Il concetto del male nel Corano
Il lavoro affronta un tema delicato per due ragioni principalmente. In primo luogo perché affronta un problema che tocca nel più profondo dell'essere umano, quello del male e della sofferenza; problema che quindi riguarda innanzi tutto l'esperienza esistenziale umana e che è stato affrontato dal pensiero filosofico senza il dovuto rispetto per la componente reale del negativo, quella quotidiana ed esistenziale appunto. Infatti secondo il filosofo L. Pareyson la filosofia razionalistica, nel tentativo di definire il male in termini assoluti, ha sempre sacrificato la realtà del negativo (che include tanto il male etico- morale quanto la sofferenza fisica) alla sua comprensibilità, attenuandone e spesso annullandone la componente esistenziale. In secondo luogo il tema è delicato per il valore dell'oggetto d'analisi; il lavoro infatti si è svolto sul testo sacro di una tradizione religiosa che non mi appartiene, scritto in una lingua che non è la mia lingua naturale; perciò esiste sempre un certo pericolo di indiscrezione nel cercare di comprendere un testo che comunque è stato e rimane riferimento e fonte di speranze per una gran parte dell'umanità.
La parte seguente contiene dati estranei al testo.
//! Event body decoding
//!
//! The status endpoint answers either with a single streaming frame
//! (`data: {...}`) or with bare JSON, depending on deployment.

use serde_json::Value;

const DATA_MARKER: &str = "data:";

/// A decoded event-status body
#[derive(Debug, Clone, PartialEq)]
pub enum EventBody {
    /// `data:`-prefixed frame, marker stripped
    Stream(Value),
    /// Bare JSON object or array
    Json(Value),
    /// Anything else, kept for logging
    Unparseable(String),
}

/// Classify and decode a response body
pub fn parse_body(body: &str) -> EventBody {
    let trimmed = body.trim();

    if let Some(rest) = trimmed.strip_prefix(DATA_MARKER) {
        return match serde_json::from_str(rest.trim()) {
            Ok(value) => EventBody::Stream(value),
            Err(_) => EventBody::Unparseable(trimmed.to_string()),
        };
    }

    if trimmed.starts_with('{') || trimmed.starts_with('[') {
        if let Ok(value) = serde_json::from_str(trimmed) {
            return EventBody::Json(value);
        }
    }

    EventBody::Unparseable(trimmed.to_string())
}

impl EventBody {
    pub fn value(&self) -> Option<&Value> {
        match self {
            EventBody::Stream(value) | EventBody::Json(value) => Some(value),
            EventBody::Unparseable(_) => None,
        }
    }

    /// Whether the decoded record is the event for `(topic, state)`
    pub fn matches(&self, topic: &str, state: &str) -> bool {
        self.value()
            .is_some_and(|value| event_matches(value, topic, state))
    }
}

/// Exact match on `topic` and `payload.state`; only objects can match
pub fn event_matches(value: &Value, topic: &str, state: &str) -> bool {
    value.get("topic").and_then(Value::as_str) == Some(topic)
        && value.pointer("/payload/state").and_then(Value::as_str) == Some(state)
}

/// One line of a live event stream
#[derive(Debug, Clone, PartialEq)]
pub enum StreamLine {
    /// `data:` with nothing after it; the server's keep-alive
    Ping,
    Data(String),
    /// Comments, `event:`/`id:` fields and frame separators
    Other,
}

pub fn classify_line(line: &str) -> StreamLine {
    match line.trim_end_matches('\r').strip_prefix(DATA_MARKER) {
        Some(data) if data.trim().is_empty() => StreamLine::Ping,
        Some(data) => StreamLine::Data(data.trim().to_string()),
        None => StreamLine::Other,
    }
}
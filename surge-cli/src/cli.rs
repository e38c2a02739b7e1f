//! CLI argument parsing definitions

use clap::{Parser, Subcommand};
use std::path::PathBuf;

#[derive(Parser)]
#[command(author, version, about, long_about = None)]
pub struct Cli {
    /// Path to a YAML configuration file; environment variables apply on top
    #[arg(long, value_name = "PATH", global = true)]
    pub config: Option<PathBuf>,

    /// Set the log level (trace, debug, info, warn, error)
    #[arg(long, value_name = "LEVEL", global = true)]
    pub log_level: Option<String>,

    #[command(subcommand)]
    pub command: Option<Commands>,
}

#[derive(Subcommand)]
pub enum Commands {
    /// Run one load-test phase and print its summary as JSON
    Run {
        /// Phase name, see `surge phases`
        #[arg(value_name = "PHASE")]
        phase: String,

        /// Override the number of concurrent workers (VUS)
        #[arg(long, value_name = "N")]
        workers: Option<u32>,

        /// Override the iterations each worker runs (ITERATIONS)
        #[arg(long, value_name = "N")]
        iterations: Option<u32>,
    },

    /// List the available phases in execution order
    Phases,

    /// Configuration management commands
    Config {
        #[command(subcommand)]
        config_cmd: ConfigCommands,
    },
}

#[derive(Subcommand)]
pub enum ConfigCommands {
    /// Print a sample configuration file
    Sample,

    /// Validate a configuration file
    Validate {
        /// Configuration file to check
        #[arg(value_name = "PATH")]
        path: PathBuf,
    },

    /// Show the effective configuration with secrets redacted
    Show {
        /// Output format: yaml, json
        #[arg(long, default_value = "yaml")]
        format: String,
    },
}
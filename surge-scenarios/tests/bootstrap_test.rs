//! Issuer bootstrap against a mock Cloud API

use serde_json::json;
use surge_config::SurgeConfig;
use surge_scenarios::{bootstrap_issuers, Harness, IssuerProfile};
use wiremock::matchers::{body_partial_json, header, method, path, query_param};
use wiremock::{Mock, MockServer, ResponseTemplate};

async fn harness(server: &MockServer, num_issuers: u32) -> Harness {
    let mut config = SurgeConfig::default();
    config.api.base_url = server.uri();
    config.auth.tenant_admin_api_key = Some("adminApiKey".into());
    config.auth.governance_api_key = Some("governanceApiKey".into());
    config.test.num_issuers = num_issuers;
    Harness::connect(config).await.unwrap()
}

#[tokio::test]
async fn test_bootstrap_reuses_existing_and_creates_missing() {
    let server = MockServer::start().await;

    // issuer_0 is fully provisioned already
    Mock::given(method("GET"))
        .and(path("/tenant-admin/v1/tenants"))
        .and(query_param("wallet_name", "issuer_0"))
        .respond_with(
            ResponseTemplate::new(200).set_body_json(json!([{ "wallet_id": "id-issuer_0" }])),
        )
        .mount(&server)
        .await;
    Mock::given(method("POST"))
        .and(path("/tenant-admin/v1/tenants/id-issuer_0/access-token"))
        .respond_with(
            ResponseTemplate::new(200)
                .set_body_json(json!({ "access_token": "tenant.issuer_0" })),
        )
        .mount(&server)
        .await;
    Mock::given(method("GET"))
        .and(path("/tenant/v1/definitions/credentials"))
        .and(header("x-api-key", "tenant.issuer_0"))
        .respond_with(ResponseTemplate::new(200).set_body_json(json!([
            { "tag": "issuer_0", "id": "cd-issuer_0" },
        ])))
        .mount(&server)
        .await;

    // issuer_1 needs a tenant, the schema and a credential definition
    Mock::given(method("GET"))
        .and(path("/tenant-admin/v1/tenants"))
        .and(query_param("wallet_name", "issuer_1"))
        .respond_with(ResponseTemplate::new(200).set_body_json(json!([])))
        .mount(&server)
        .await;
    Mock::given(method("POST"))
        .and(path("/tenant-admin/v1/tenants"))
        .and(body_partial_json(json!({
            "wallet_name": "issuer_1",
            "roles": ["issuer", "verifier"],
        })))
        .respond_with(ResponseTemplate::new(200).set_body_json(json!({
            "wallet_id": "id-issuer_1",
            "access_token": "tenant.issuer_1",
        })))
        .expect(1)
        .mount(&server)
        .await;
    Mock::given(method("GET"))
        .and(path("/tenant/v1/definitions/credentials"))
        .and(header("x-api-key", "tenant.issuer_1"))
        .respond_with(ResponseTemplate::new(200).set_body_json(json!([])))
        .mount(&server)
        .await;
    Mock::given(method("GET"))
        .and(path("/governance/v1/definitions/schemas"))
        .and(header("x-api-key", "governance.governanceApiKey"))
        .respond_with(ResponseTemplate::new(200).set_body_json(json!([])))
        .expect(1)
        .mount(&server)
        .await;
    Mock::given(method("POST"))
        .and(path("/governance/v1/definitions/schemas"))
        .respond_with(ResponseTemplate::new(200).set_body_json(json!({ "id": "schema-1" })))
        .expect(1)
        .mount(&server)
        .await;
    Mock::given(method("POST"))
        .and(path("/tenant/v1/definitions/credentials"))
        .and(body_partial_json(json!({ "tag": "issuer_1", "schema_id": "schema-1" })))
        .respond_with(ResponseTemplate::new(200).set_body_json(json!({ "id": "cd-issuer_1" })))
        .expect(1)
        .mount(&server)
        .await;

    let issuers = bootstrap_issuers(&harness(&server, 2).await).await.unwrap();

    assert_eq!(
        issuers,
        vec![
            IssuerProfile {
                wallet_name: "issuer_0".into(),
                wallet_id: "id-issuer_0".into(),
                access_token: "tenant.issuer_0".into(),
                credential_definition_id: "cd-issuer_0".into(),
            },
            IssuerProfile {
                wallet_name: "issuer_1".into(),
                wallet_id: "id-issuer_1".into(),
                access_token: "tenant.issuer_1".into(),
                credential_definition_id: "cd-issuer_1".into(),
            },
        ]
    );
}

#[tokio::test]
async fn test_bootstrap_propagates_backend_failure() {
    let server = MockServer::start().await;
    Mock::given(method("GET"))
        .and(path("/tenant-admin/v1/tenants"))
        .respond_with(ResponseTemplate::new(503).set_body_string("unavailable"))
        .mount(&server)
        .await;

    let err = bootstrap_issuers(&harness(&server, 1).await)
        .await
        .unwrap_err();
    assert!(err.to_string().contains("503"), "unexpected error: {}", err);
}
//! Grid search estimation of loan rate and tenure

mod grid;
mod estimator;

pub use grid::{Candidate, SearchGrid};
pub use estimator::{GridSearchEstimator, FitResult, score_candidate};

// ============================================================================
// Standard Search Grid
// ============================================================================
// Bounds are half-open, matching the bureau products being fitted:
// - Personal and auto loans price between 10% and 40% a year
// - Tenures run up to five years (59 installments on the grid)

/// Lowest annual rate on the standard grid (10%)
pub const STANDARD_RATE_START: f64 = 10.0;

/// Exclusive upper bound of the standard rate axis (40%)
pub const STANDARD_RATE_END: f64 = 40.0;

/// Rate resolution of the standard grid, in percentage points
pub const STANDARD_RATE_STEP: f64 = 0.5;

/// Shortest tenure on the standard grid, in months
pub const STANDARD_TENURE_START: u32 = 1;

/// Exclusive upper bound of the standard tenure axis, in months
pub const STANDARD_TENURE_END: u32 = 60;

/// Largest grid a config may request
pub const MAX_GRID_CANDIDATES: usize = 1_000_000;

/// Largest tenure the amortization model accepts (exponents are `i32`)
pub const MAX_TENURE: u32 = i32::MAX as u32;
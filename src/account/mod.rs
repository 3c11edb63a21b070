//! Raw account records, observation selection and per-account estimation

mod data;
pub mod selector;
pub mod parser;

pub use data::{
    AccountType, Observation, ParsedAccount, ACCOUNT_NB, ACCT_TYPE_CD, BALANCE_DT,
    BALANCE_PREFIX, DATE_FORMATS, DPD_PREFIX, OPEN_DT, ORIG_LOAN_AM,
};
pub use selector::{select_observations, total_paid_period};
pub use parser::AccountParser;
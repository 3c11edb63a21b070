//! Account data structures matching the bureau tradeline format

use serde::{Deserialize, Serialize};

/// Account number (string or number)
pub const ACCOUNT_NB: &str = "ACCOUNT_NB";
/// Account type code, see [`AccountType`]
pub const ACCT_TYPE_CD: &str = "ACCT_TYPE_CD";
/// Origination date
pub const OPEN_DT: &str = "OPEN_DT";
/// Statement date the balance history is reported against
pub const BALANCE_DT: &str = "BALANCE_DT";
/// Original principal
pub const ORIG_LOAN_AM: &str = "ORIG_LOAN_AM";
/// Prefix of the per-period balance fields (`BALANCE_AM_01`, ...)
pub const BALANCE_PREFIX: &str = "BALANCE_AM_";
/// Prefix of the per-period delinquency fields (`DAYS_PAST_DUE_01`, ...)
pub const DPD_PREFIX: &str = "DAYS_PAST_DUE_";

/// Date layouts accepted for `OPEN_DT` and `BALANCE_DT`, tried in order
pub const DATE_FORMATS: [&str; 2] = ["%Y/%m/%d", "%Y-%m-%d"];

/// Loan products the estimator knows how to fit
#[derive(Debug, Clone, Copy, PartialEq, Eq, Serialize, Deserialize)]
pub enum AccountType {
    /// Code "1"
    PersonalLoan,
    /// Code "2"
    AutoLoan,
}

impl AccountType {
    /// Look up a bureau type code; unknown codes are not estimable
    pub fn from_code(code: &str) -> Option<Self> {
        match code {
            "1" => Some(AccountType::PersonalLoan),
            "2" => Some(AccountType::AutoLoan),
            _ => None,
        }
    }

    pub fn code(&self) -> &'static str {
        match self {
            AccountType::PersonalLoan => "1",
            AccountType::AutoLoan => "2",
        }
    }

    pub fn label(&self) -> &'static str {
        match self {
            AccountType::PersonalLoan => "Personal Loan",
            AccountType::AutoLoan => "Auto Loan",
        }
    }
}

/// One trusted point of the balance history
#[derive(Debug, Clone, Copy, PartialEq)]
pub struct Observation {
    /// Reported outstanding balance
    pub balance: f64,
    /// Installments elapsed since origination when the balance was reported
    pub elapsed_period: u32,
}

impl Observation {
    pub fn new(balance: f64, elapsed_period: u32) -> Self {
        Self { balance, elapsed_period }
    }
}

/// Estimated contract terms for one account
#[derive(Debug, Clone, PartialEq, Serialize, Deserialize)]
pub struct ParsedAccount {
    pub account_id: String,
    /// Annual interest rate in percent
    pub rate: f64,
    /// Number of installments
    pub tenure: u32,
    /// Monthly installment, truncated toward zero
    pub emi: i64,
}
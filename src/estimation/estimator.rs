//! Brute-force fit of rate and tenure to observed balances

use super::grid::{Candidate, SearchGrid};
use crate::account::Observation;
use crate::amortization::{future_value, monthly_rate, payment};
use crate::config::EstimatorConfig;
use crate::error::ConfigError;
use log::trace;
use rayon::prelude::*;

/// Best candidate found for one account
#[derive(Debug, Clone, Copy, PartialEq)]
pub struct FitResult {
    /// Annual interest rate in percent
    pub rate: f64,
    /// Number of installments
    pub tenure: u32,
    /// Installment implied by `rate` and `tenure`
    pub emi: f64,
    /// Root-mean-square balance error of the winning candidate
    pub rmse: f64,
}

/// Root-mean-square error of `candidate` against the observations
///
/// `None` when an observation lies beyond the candidate's tenure, when there
/// is nothing to score, or when the error is not finite.
pub fn score_candidate(
    candidate: &Candidate,
    principal: f64,
    observations: &[Observation],
) -> Option<f64> {
    if observations.is_empty()
        || observations
            .iter()
            .any(|o| o.elapsed_period > candidate.tenure_periods)
    {
        return None;
    }

    let rate = monthly_rate(candidate.annual_rate_percent);
    let emi = payment(rate, candidate.tenure_periods, principal);

    let sum_sq: f64 = observations
        .iter()
        .map(|o| {
            let projected = future_value(rate, o.elapsed_period, emi, principal);
            (o.balance - projected).powi(2)
        })
        .sum();

    let rmse = (sum_sq / observations.len() as f64).sqrt();
    rmse.is_finite().then_some(rmse)
}

/// Exhaustive search over a fixed (rate, tenure) grid
#[derive(Debug, Clone)]
pub struct GridSearchEstimator {
    grid: SearchGrid,
    candidates: Vec<Candidate>,
    parallel: bool,
}

impl Default for GridSearchEstimator {
    fn default() -> Self {
        Self::with_grid(SearchGrid::standard(), true)
    }
}

impl GridSearchEstimator {
    /// Validate `config` and build its grid
    pub fn new(config: &EstimatorConfig) -> Result<Self, ConfigError> {
        config.validate()?;
        Ok(Self::with_grid(SearchGrid::from_config(config), config.parallel))
    }

    pub fn with_grid(grid: SearchGrid, parallel: bool) -> Self {
        let candidates = grid.candidates();
        Self {
            grid,
            candidates,
            parallel,
        }
    }

    pub fn grid(&self) -> &SearchGrid {
        &self.grid
    }

    /// Score every candidate, in enumeration order
    fn scores(&self, principal: f64, observations: &[Observation]) -> Vec<Option<f64>> {
        if self.parallel {
            self.candidates
                .par_iter()
                .map(|c| score_candidate(c, principal, observations))
                .collect()
        } else {
            self.candidates
                .iter()
                .map(|c| score_candidate(c, principal, observations))
                .collect()
        }
    }

    /// Find the candidate with the lowest RMSE
    ///
    /// Ties keep the earliest candidate (lowest rate, then shortest tenure).
    /// Returns `None` when no candidate is feasible.
    pub fn estimate(&self, principal: f64, observations: &[Observation]) -> Option<FitResult> {
        if observations.is_empty() || self.grid.is_empty() {
            return None;
        }

        // An observation older than the longest tenure rules out every candidate
        let oldest = observations.iter().map(|o| o.elapsed_period).max()?;
        if oldest > self.grid.max_tenure()? {
            trace!("oldest observation at period {} is beyond the grid", oldest);
            return None;
        }

        let scores = self.scores(principal, observations);

        let mut best: Option<(usize, f64)> = None;
        for (idx, score) in scores.into_iter().enumerate() {
            if let Some(score) = score {
                if best.map_or(true, |(_, best_score)| score < best_score) {
                    best = Some((idx, score));
                }
            }
        }

        let (idx, rmse) = best?;
        let winner = self.candidates[idx];
        let emi = payment(
            monthly_rate(winner.annual_rate_percent),
            winner.tenure_periods,
            principal,
        );
        trace!(
            "best fit rate={} tenure={} rmse={:.4} over {} observations",
            winner.annual_rate_percent,
            winner.tenure_periods,
            rmse,
            observations.len()
        );

        Some(FitResult {
            rate: winner.annual_rate_percent,
            tenure: winner.tenure_periods,
            emi,
            rmse,
        })
    }
}
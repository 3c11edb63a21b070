//! Fixed-rate installment loan model
//!
//! Ordinary annuity: installments are paid at the end of each period. Rates
//! passed to these functions are per period (see [`monthly_rate`]).

/// Convert an annual percentage rate (e.g. 18.0 for 18%) to a monthly fraction
pub fn monthly_rate(annual_rate_percent: f64) -> f64 {
    annual_rate_percent / 1200.0
}

/// Level installment that retires `principal` over `n_periods`
///
/// `P * r * (1+r)^n / ((1+r)^n - 1)`. The rate must be non-zero.
pub fn payment(rate_per_period: f64, n_periods: u32, principal: f64) -> f64 {
    let growth = (1.0 + rate_per_period).powi(n_periods as i32);
    principal * rate_per_period * growth / (growth - 1.0)
}

/// Outstanding balance after `n_elapsed` installments of `payment`
///
/// `P * (1+r)^n - pmt * ((1+r)^n - 1) / r`. The rate must be non-zero.
pub fn future_value(rate_per_period: f64, n_elapsed: u32, payment: f64, principal: f64) -> f64 {
    let growth = (1.0 + rate_per_period).powi(n_elapsed as i32);
    principal * growth - payment * (growth - 1.0) / rate_per_period
}

#[cfg(test)]
mod tests {
    use super::*;
    use approx::assert_abs_diff_eq;

    #[test]
    fn test_monthly_rate() {
        assert_abs_diff_eq!(monthly_rate(12.0), 0.01, epsilon = 1e-15);
        assert_abs_diff_eq!(monthly_rate(18.0), 0.015, epsilon = 1e-15);
    }

    #[test]
    fn test_payment_known_value() {
        // 100,000 at 12% p.a. over 12 months
        let emi = payment(monthly_rate(12.0), 12, 100_000.0);
        assert_abs_diff_eq!(emi, 8884.8789, epsilon = 1e-3);
    }

    #[test]
    fn test_balance_retired_at_term() {
        for &principal in &[1_000.0, 10_000.0, 250_000.0] {
            for &annual in &[10.0, 17.5, 39.5] {
                for &term in &[1u32, 12, 36, 59] {
                    let r = monthly_rate(annual);
                    let emi = payment(r, term, principal);
                    let remaining = future_value(r, term, emi, principal);
                    assert_abs_diff_eq!(remaining, 0.0, epsilon = 1e-6 * principal);
                }
            }
        }
    }

    #[test]
    fn test_no_installments_leaves_principal() {
        let r = monthly_rate(20.0);
        let emi = payment(r, 24, 5_000.0);
        assert_abs_diff_eq!(future_value(r, 0, emi, 5_000.0), 5_000.0, epsilon = 1e-9);
    }

    #[test]
    fn test_balance_declines_towards_zero() {
        let r = monthly_rate(24.0);
        let term = 48;
        let principal = 20_000.0;
        let emi = payment(r, term, principal);

        let mut previous = principal;
        for n in 1..=term {
            let balance = future_value(r, n, emi, principal);
            assert!(balance < previous, "balance rose at period {}", n);
            assert!(balance > -1e-6, "balance below zero at period {}", n);
            previous = balance;
        }
    }
}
Il lavoro inizia con un'analisi di quelle che si possono considerare le origini del male secondo il Corano; lo si farà confrontando il racconto biblico della genesi con quello coranico per far emergere differenze fondamentali importanti per lo sviluppo del tema in questione. Si vedrà infatti che una piccola differenza nel racconto della caduta di Adamo ed Eva si ripercuote sul concetto del male di quest'altro monoteismo, se non addirtittura sull'intera concezione di ordine e disordine cosmico che caratterizza la spiegazione della tradizione cristiana al male. Ci si concentrerà pure sull'apparentemente (perché forse lo è solo ad un orecchio giudeo-cristiano) ambiguo rapporto che sembra esistere tra il Dio coranico ed il male che tocca l'uomo, che si tratti di una calamità o finanché di quel male etico-morale che porta l'uomo ad allontanarsi dalla guida divina. Nel fare questo si affronterà inevitabilmente la questione di libero arbitrio e divino arbitrio che ha diviso le scuole teologiche islamiche medievali, sottolineando in particolare quanto sia inopportuna, anche alla luce della posizione scuola teologica più determinista e sopratutto della piu ampia concezione di onnipotenza divina, l'accusa di fatalismo spesso rivolta al testo sacro dell'Islam. Per finire si approfondirà, nel terzo ed ultimo capitolo, la figura di Iblis, il Satana del Corano, e l'indefinibile rapporto che sembra esserci tra l'angelo ribelle e l'Onnipotente, terminando con le piu sconvolgenti interpretazioni (sopratutto ad un orecchio abituato alla figura diabolica biblica) del suo atto ribelle che lo stesso testo sacro sembra permettere in alcuni suoi passi analizzati anche dal punto di vista linguistico. Il lavoro, in altre parole, vuole presentare una questione, non intendendo di certo risolverla, che ad ora è stata affrontata da un unico lavoro in italiano (a cui ci si è in parte ispirati nella scelta dei passi coranici) che per quanto sia esaustivo nel presentare le fonti, sopratutto i commentari coranici (tafsir), mantenga una posizione prevalentemente fatalistica non condivisa da nessuno dei credenti musulmani (pure laureati in scienze islamiche ad Al-Azhar, la più prestigiosa sede di elaborazione del pensiero islamico sunnita) a cui ho domandato l'interpretazione di alcuni passi usati impropriamente per sostenere la tesi fatalista.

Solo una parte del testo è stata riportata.